Czy ewolucja zaprogramowała nam rozpoznawanie twarzy? Przeprowadzono ciekawe badania na małpkach, które zaraz po urodzeniu zostały odizolowane od innych. Osoby, które się nimi opiekowały, miały zasłonięte twarze, więc przez kilka pierwszych miesięcy małpki nie widziały żadnej twarzy. Kiedy zostały wreszcie wpuszczone do stada, a ich opiekunowie zdjęli maski, w mózgach małpek nie aktywował się ten obszar mózgu, który aktywuje się u małego dziecka na widok twarzy. Pytanie, czy aktywował się na widok czegoś innego? Owszem – na widok rąk. Ponieważ to ręce kojarzyły im się z tym, co karmi i chroni.

Próbuję stworzyć sztuczne sieci neuronowe, które będą w stanie rozumować symbolicznie, abstrakcyjnie, logicznie

Nie jest to więc wrodzony odruch. Dzieci uczą się tego w pierwszych dniach życia, ponieważ kojarzą twarz opiekuna z tym, co daje im jedzenie i bezpieczeństwo. Prawda jest taka, że niemal wszystkiego musimy się nauczyć. Tyle tylko, że do trzeciego roku życia dostajemy mnóstwo informacji, miliardy danych i obrazów.

Pamiętam, że chciał pan zwiększyć nasze możliwości intelektualne. W jakimś konkretnym celu?

By móc szybciej rozwiązywać problemy matematyczne. Zacząłem się zastanawiać, czy można stworzyć sztucznego matematyka – sztuczną inteligencję, która by rozwiązywała zadania matematyczne. Jak dotąd sieci neuronów są przecież tragiczne, jeśli chodzi o jakiekolwiek symboliczne i abstrakcyjne rozumowanie. Nie są w stanie poprawnie dodawać. Może dałyby radę dodawać w zakresie od minus 400 do plus 400, ale nic więcej. I to jest duży problem. My mamy w mózgu dwa systemy rozumowania: jeden bardziej skojarzeniowy, a drugi – logiczny, a oba ze sobą współpracują. Sieci neuronowe działają wyłącznie na zasadzie skojarzeń i nie są w stanie przeprowadzić żadnych operacji logicznych. Żadna sieć neuronowa nie przeprowadzi dowodu matematycznego.

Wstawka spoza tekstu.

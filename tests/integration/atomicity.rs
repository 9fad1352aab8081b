use rebase_orchestrator::{CallOrigin, Error as OrchestratorError};
use soroban_sdk::{testutils::Address as _, vec, Address, IntoVal, Symbol, Val, Vec};

use super::{harness, Harness, BASE_INDEX};
use crate::deploy::{INITIAL_SUPPLY, ORACLE_REPORT_DELAY_SEC};

fn set_delay_args(h: &Harness, delay: u64) -> Vec<Val> {
    vec![
        &h.env,
        h.protocol.owner.into_val(&h.env),
        delay.into_val(&h.env),
    ]
}

fn add_set_delay(h: &Harness, oracle: &Address, delay: u64) -> u32 {
    let p = &h.protocol;
    p.orchestrator.add_transaction(
        &p.owner,
        oracle,
        &Symbol::new(&h.env, "set_report_delay_sec"),
        &set_delay_args(h, delay),
    )
}

/// Fails inside the ledger because `stranger` is not its owner.
fn add_rejected_call(h: &Harness) -> u32 {
    let p = &h.protocol;
    let stranger = Address::generate(&h.env);
    p.orchestrator.add_transaction(
        &p.owner,
        &p.ledger.address,
        &Symbol::new(&h.env, "set_monetary_policy"),
        &vec![
            &h.env,
            stranger.into_val(&h.env),
            stranger.into_val(&h.env),
        ],
    )
}

#[test]
fn test_failing_batch_entry_rolls_back_whole_rebase() {
    let h = harness();
    h.env.mock_all_auths_allowing_non_root_auth();
    let p = &h.protocol;

    add_set_delay(&h, &p.market_oracle.address, 1_234);
    add_rejected_call(&h);
    add_set_delay(&h, &p.index_oracle.address, 1_234);

    h.push_reports(13_000_000, BASE_INDEX);
    h.set_time(h.next_window_open() + 5);

    assert_eq!(
        p.orchestrator
            .try_rebase(&h.scheduler, &CallOrigin::External),
        Err(Ok(OrchestratorError::DownstreamFailure))
    );
    assert_eq!(p.policy.epoch(), 0);
    assert_eq!(p.policy.last_rebase_timestamp_sec(), 0);
    assert_eq!(p.ledger.total_supply(), INITIAL_SUPPLY);
    assert_eq!(p.market_oracle.report_delay_sec(), ORACLE_REPORT_DELAY_SEC);
    assert_eq!(p.orchestrator.transactions_size(), 3);
    assert_eq!(
        p.orchestrator.transaction_at(&1).destination,
        p.ledger.address
    );
}

#[test]
fn test_batch_runs_after_disabling_failing_entry() {
    let h = harness();
    h.env.mock_all_auths_allowing_non_root_auth();
    let p = &h.protocol;

    add_set_delay(&h, &p.market_oracle.address, 1_234);
    let rejected = add_rejected_call(&h);
    add_set_delay(&h, &p.index_oracle.address, 4_321);
    p.orchestrator
        .set_transaction_enabled(&p.owner, &rejected, &false);

    h.push_reports(13_000_000, BASE_INDEX);
    h.set_time(h.next_window_open() + 5);

    assert_eq!(p.orchestrator.rebase(&h.scheduler, &CallOrigin::External), 2);
    assert_eq!(p.policy.epoch(), 1);
    assert_eq!(p.ledger.total_supply(), INITIAL_SUPPLY + INITIAL_SUPPLY * 3 / 100);
    assert_eq!(p.market_oracle.report_delay_sec(), 1_234);
    assert_eq!(p.index_oracle.report_delay_sec(), 4_321);
}

#[test]
fn test_batch_entry_cannot_reenter_rebase() {
    let h = harness();
    h.env.mock_all_auths_allowing_non_root_auth();
    let p = &h.protocol;

    add_set_delay(&h, &p.market_oracle.address, 1_234);
    p.orchestrator.add_transaction(
        &p.owner,
        &p.orchestrator.address,
        &Symbol::new(&h.env, "rebase"),
        &vec![
            &h.env,
            h.scheduler.into_val(&h.env),
            CallOrigin::External.into_val(&h.env),
        ],
    );

    h.push_reports(13_000_000, BASE_INDEX);
    h.set_time(h.next_window_open() + 5);

    assert_eq!(
        p.orchestrator
            .try_rebase(&h.scheduler, &CallOrigin::External),
        Err(Ok(OrchestratorError::DownstreamFailure))
    );
    assert_eq!(p.policy.epoch(), 0);
    assert_eq!(p.ledger.total_supply(), INITIAL_SUPPLY);
    assert_eq!(p.market_oracle.report_delay_sec(), ORACLE_REPORT_DELAY_SEC);
}

#[test]
fn test_policy_failure_skips_batch() {
    let h = harness();
    h.env.mock_all_auths_allowing_non_root_auth();
    let p = &h.protocol;
    add_set_delay(&h, &p.market_oracle.address, 1_234);

    // no reports pushed, so the market oracle has nothing to offer
    h.set_time(h.next_window_open() + 5);
    assert_eq!(
        p.orchestrator
            .try_rebase(&h.scheduler, &CallOrigin::External),
        Err(Ok(OrchestratorError::PolicyRebaseFailed))
    );
    assert_eq!(p.market_oracle.report_delay_sec(), ORACLE_REPORT_DELAY_SEC);
}

#[test]
fn test_remove_first_of_two_leaves_second() {
    let h = harness();
    let p = &h.protocol;
    add_set_delay(&h, &p.market_oracle.address, 1_111);
    add_set_delay(&h, &p.index_oracle.address, 2_222);

    p.orchestrator.remove_transaction(&p.owner, &0);
    assert_eq!(p.orchestrator.transactions_size(), 1);

    let remaining = p.orchestrator.transaction_at(&0);
    assert_eq!(remaining.destination, p.index_oracle.address);
    assert_eq!(remaining.args, set_delay_args(&h, 2_222));
}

To mój drugi temat w MIT: próbuję stworzyć sztuczne sieci neuronowe, które będą w stanie rozumować symbolicznie, abstrakcyjnie, logicznie. Podejrzewam, że będę się tym zajmował przez następnych kilka lat.

Ciekawa jestem, co dalej.

Kiedy tylko zrealizuję mój plan, natychmiast zajmę się połączeniem swojego mózgu z zewnętrznymi interfejsami – choć nie jestem do końca pewien, czy uda mi się stworzyć wystarczająco kompatybilną architekturę. W zasadzie najbardziej interesuje mnie, co by się stało, gdybym połączył się z inną osobą. Z jej mózgiem.

Czy bylibyśmy w stanie myśleć wspólnie? Czy mógłbym patrzeć na jego lub jej myśli? Podejrzewam, że gdybyśmy mogli stworzyć taką sieć połączonych ze sobą osób, bylibyśmy w stanie rozwiązać znacznie trudniejsze zagadki niż teraz. Czy będzie można tak wewnętrznie współpracować? Teraz współpracujemy, owszem, ale mamy barierę języka, a przecież potrafimy myśleć znacznie szybciej, niż komunikować się. Może odpowiedzielibyśmy na pytania, na które teraz nie potrafimy odpowiedzieć?

Na przykład?

Na przykład: jak poradzić sobie z globalnym ociepleniem?

Fantastyczny pomysł.

Wiem, ja zawsze mam fantastyczne pomysły. Ale to się wszystko naprawdę dzieje. Zaczyna się od science fiction, a potem science fiction staje się prawdą.


*Dr Andrzej Banburski pracuje w Center for Brains, Minds and Machines i Poggio Lab w MIT. Studiował fizykę matematyczną na uniwersytecie w Edynburgu, a następnie w Perimeter Institute for Theoretical Physics w Kanadzie. Tam też doktoryzował się z kwantowej grawitacji.